Religion remains a key factor in Middle Eastern societies, thoroughly affecting public debates, political structures, power mechanisms, gender relations and identity processes. This course provides an opportunity to explore such processes from theoretical as well as empirical perspectives. How do religious norms, debates and practices interrelate with broader socio-economical and politicostrategic factors? And how can we study and evaluate the broader effects of religious discourse and practice (and the critique thereof) in its emergent manifestations?
With a point of departure in the modernization and reform processes of the mid-19th century and the independence movements and revolutionary upheavals of the 20th century, the course particularly focuses the period since the end of the Cold War. We will explore the role of religious discourse and mobilization as an aspect of increasing geopolitical and strategic complexity; of globalization and current socio-economic developments; and as effects of migration flows and urban transformations. Geographically, the course will focus on the Arabic speaking world, Israel, Turkey and Iran.
Through a joint reading of scholarly work and a varied empirical material, we will attempt to analyze the current trajectories and debates of religion in modern and late modern society. The course is seminar based, inviting active participation and joint exploration rather than monologue and lectures. The course provides opportunities for individual specialization, as well as discussions and presentations in larger or smaller groups.
Central concepts for such assessments are secularism, modernism, theocracy, sectarianism, conservatism, reformism, orthodoxy, radicalism and proselytism. How do influential thinkers and activists interpret such concepts? How are they employed in political organizations, social movements, campaigns, strategies, political programs and constitutions? And what are the effects of such applications on geopolitical, national as well as local levels? The course will specifically highlight processes and relations of power. How do religious narratives interrelate with control, disciplinary mechanisms and repression – while sometimes also providing a venue for critique of hegemonies and hierarchies? How do religious discourses and constructions intersect with legal provisions, ethnic categorizations, gender relations, sexual norms and processes of identity?

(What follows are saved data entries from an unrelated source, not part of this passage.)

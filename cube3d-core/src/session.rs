/// One interactive puzzle view: state, input and the per-frame driver
use crate::config::{ConfigError, RenderConfig};
use crate::gesture::{Cursor, GestureController};
use crate::input::InputState;
use crate::puzzle::Puzzle;
use crate::render::{DrawSurface, Renderer};
use crate::slice::SliceTurn;

/// Owns everything a frontend needs to drive a puzzle. Event callbacks write
/// into [`Session::input_mut`]; [`Session::tick`] is the only place puzzle
/// state changes.
#[derive(Debug, Clone)]
pub struct Session {
    puzzle: Puzzle,
    config: RenderConfig,
    input: InputState,
    controller: GestureController,
    renderer: Renderer,
}

impl Session {
    pub fn new(
        puzzle: Puzzle,
        config: RenderConfig,
        width: f64,
        height: f64,
    ) -> Result<Self, ConfigError> {
        config.validate()?;
        Ok(Self {
            puzzle,
            config,
            input: InputState::new(width, height),
            controller: GestureController::new(),
            renderer: Renderer::new(width, height),
        })
    }

    pub fn puzzle(&self) -> &Puzzle {
        &self.puzzle
    }

    pub fn puzzle_mut(&mut self) -> &mut Puzzle {
        &mut self.puzzle
    }

    pub fn config(&self) -> &RenderConfig {
        &self.config
    }

    pub fn config_mut(&mut self) -> &mut RenderConfig {
        &mut self.config
    }

    pub fn input_mut(&mut self) -> &mut InputState {
        &mut self.input
    }

    pub fn cursor(&self) -> Cursor {
        self.controller.cursor()
    }

    /// Apply recorded input: resize, zoom, then the gesture.
    pub fn tick(&mut self) -> Option<SliceTurn> {
        if let Some((width, height)) = self.input.take_resize() {
            log::debug!("surface resized to {width}x{height}");
            self.renderer.resize(width, height);
        }

        let notches = self.input.take_scroll();
        if notches != 0.0 {
            self.config.scroll(notches);
        }

        self.controller
            .tick(&mut self.input, &mut self.puzzle, &self.config)
    }

    pub fn render<S: DrawSurface>(&self, surface: &mut S) -> Result<(), S::Error> {
        let mesh = self.puzzle.compute_mesh();
        self.renderer.render(surface, &mesh, &self.config)
    }

    /// Tick, then draw.
    pub fn frame<S: DrawSurface>(&mut self, surface: &mut S) -> Result<Option<SliceTurn>, S::Error> {
        let turn = self.tick();
        self.render(surface)?;
        Ok(turn)
    }
}
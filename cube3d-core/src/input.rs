/// Pointer and viewport state recorded between frames
use nalgebra::{Point2, Vector2};

/// What event callbacks write and the next tick reads. Recording never
/// touches puzzle geometry.
///
/// Positions are given in surface coordinates (origin top-left) and stored
/// relative to the surface center.
#[derive(Debug, Clone, PartialEq)]
pub struct InputState {
    width: f64,
    height: f64,
    position: Point2<f64>,
    down: bool,
    pressed: Option<Point2<f64>>,
    released: bool,
    released_before_press: bool,
    scroll: f64,
    resized: bool,
    recenter: Vector2<f64>,
}

impl InputState {
    pub fn new(width: f64, height: f64) -> Self {
        Self {
            width,
            height,
            position: Point2::origin(),
            down: false,
            pressed: None,
            released: false,
            released_before_press: false,
            scroll: 0.0,
            resized: false,
            recenter: Vector2::zeros(),
        }
    }

    fn centered(&self, x: f64, y: f64) -> Point2<f64> {
        Point2::new(x - self.width / 2.0, y - self.height / 2.0)
    }

    /// Primary button or touch went down at `(x, y)`.
    pub fn pointer_down(&mut self, x: f64, y: f64) {
        // a release still pending belongs to the previous drag
        if std::mem::take(&mut self.released) {
            self.released_before_press = true;
        }
        self.position = self.centered(x, y);
        self.down = true;
        self.pressed = Some(self.position);
    }

    pub fn pointer_move(&mut self, x: f64, y: f64) {
        self.position = self.centered(x, y);
    }

    pub fn pointer_up(&mut self) {
        if self.down || self.pressed.is_some() {
            self.released = true;
        }
        self.down = false;
    }

    /// Accumulate scroll notches; positive zooms in.
    pub fn scroll(&mut self, notches: f64) {
        self.scroll += notches;
    }

    /// Change the surface size. Every recorded position keeps its place on
    /// screen, so centered coordinates move by the change in center.
    pub fn resize(&mut self, width: f64, height: f64) {
        let shift = Vector2::new(self.width - width, self.height - height) / 2.0;
        self.width = width;
        self.height = height;
        self.position += shift;
        if let Some(press) = &mut self.pressed {
            *press += shift;
        }
        self.recenter += shift;
        self.resized = true;
    }

    /// Pointer position relative to the surface center.
    pub fn position(&self) -> Point2<f64> {
        self.position
    }

    pub fn is_down(&self) -> bool {
        self.down
    }

    pub fn take_press(&mut self) -> Option<Point2<f64>> {
        self.pressed.take()
    }

    pub fn take_release(&mut self) -> bool {
        std::mem::take(&mut self.released)
    }

    /// Whether a release was recorded ahead of the pending press.
    pub fn take_release_before_press(&mut self) -> bool {
        std::mem::take(&mut self.released_before_press)
    }

    pub fn take_scroll(&mut self) -> f64 {
        std::mem::take(&mut self.scroll)
    }

    /// How far centered coordinates moved through resizes since the last call.
    pub fn take_recenter(&mut self) -> Vector2<f64> {
        std::mem::take(&mut self.recenter)
    }

    /// The new surface size, if it changed since the last call.
    pub fn take_resize(&mut self) -> Option<(f64, f64)> {
        std::mem::take(&mut self.resized).then_some((self.width, self.height))
    }
}

#[cfg(test)]
mod tests {
    use super::*;

    #[test]
    fn test_positions_are_centered() {
        let mut input = InputState::new(200.0, 100.0);
        input.pointer_down(150.0, 25.0);
        assert_eq!(input.position(), Point2::new(50.0, -25.0));
        assert!(input.is_down());
        assert_eq!(input.take_press(), Some(Point2::new(50.0, -25.0)));
        assert_eq!(input.take_press(), None);
    }

    #[test]
    fn test_release_is_edge_triggered() {
        let mut input = InputState::new(10.0, 10.0);
        input.pointer_up();
        assert!(!input.take_release());

        input.pointer_down(1.0, 1.0);
        input.pointer_up();
        assert!(!input.is_down());
        assert!(input.take_release());
        assert!(!input.take_release());
    }

    #[test]
    fn test_scroll_and_resize() {
        let mut input = InputState::new(100.0, 100.0);
        input.scroll(1.0);
        input.scroll(2.0);
        assert_eq!(input.take_scroll(), 3.0);
        assert_eq!(input.take_scroll(), 0.0);

        input.pointer_move(60.0, 50.0);
        input.resize(200.0, 100.0);
        assert_eq!(input.take_resize(), Some((200.0, 100.0)));
        assert_eq!(input.take_resize(), None);
        assert_eq!(input.position(), Point2::new(-40.0, 0.0));
        assert_eq!(input.take_recenter(), Vector2::new(-50.0, 0.0));
        assert_eq!(input.take_recenter(), Vector2::zeros());
    }

    #[test]
    fn test_resize_moves_pending_press() {
        let mut input = InputState::new(100.0, 100.0);
        input.pointer_down(70.0, 40.0);
        input.resize(300.0, 100.0);
        assert_eq!(input.take_press(), Some(Point2::new(-80.0, -10.0)));
    }

    #[test]
    fn test_release_then_press_keeps_order() {
        let mut input = InputState::new(10.0, 10.0);
        input.pointer_down(1.0, 1.0);
        input.take_press();
        input.pointer_up();
        input.pointer_down(2.0, 2.0);
        assert!(input.is_down());
        assert!(input.take_release_before_press());
        assert!(!input.take_release());
        assert!(input.take_press().is_some());
    }
}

Such perspectives will be explored through a rich and varied empirical material. It ranges from written as well as visual and digital texts, to arts and consumer culture. Apart from religio-political texts such as constitutions and organizational outlets, the course will consider emerging orchestrations of religious norms, in spheres such as fashion, music, street arts and cultural institutions, exploring how such expressions are resulting in a less formal but no less significant disciplining of public space. In short: what innovative perspectives on the changing roles and forms of religion can we apply, in order to better assess the complex roles of religious discourse and practice in contemporary Middle Eastern societies?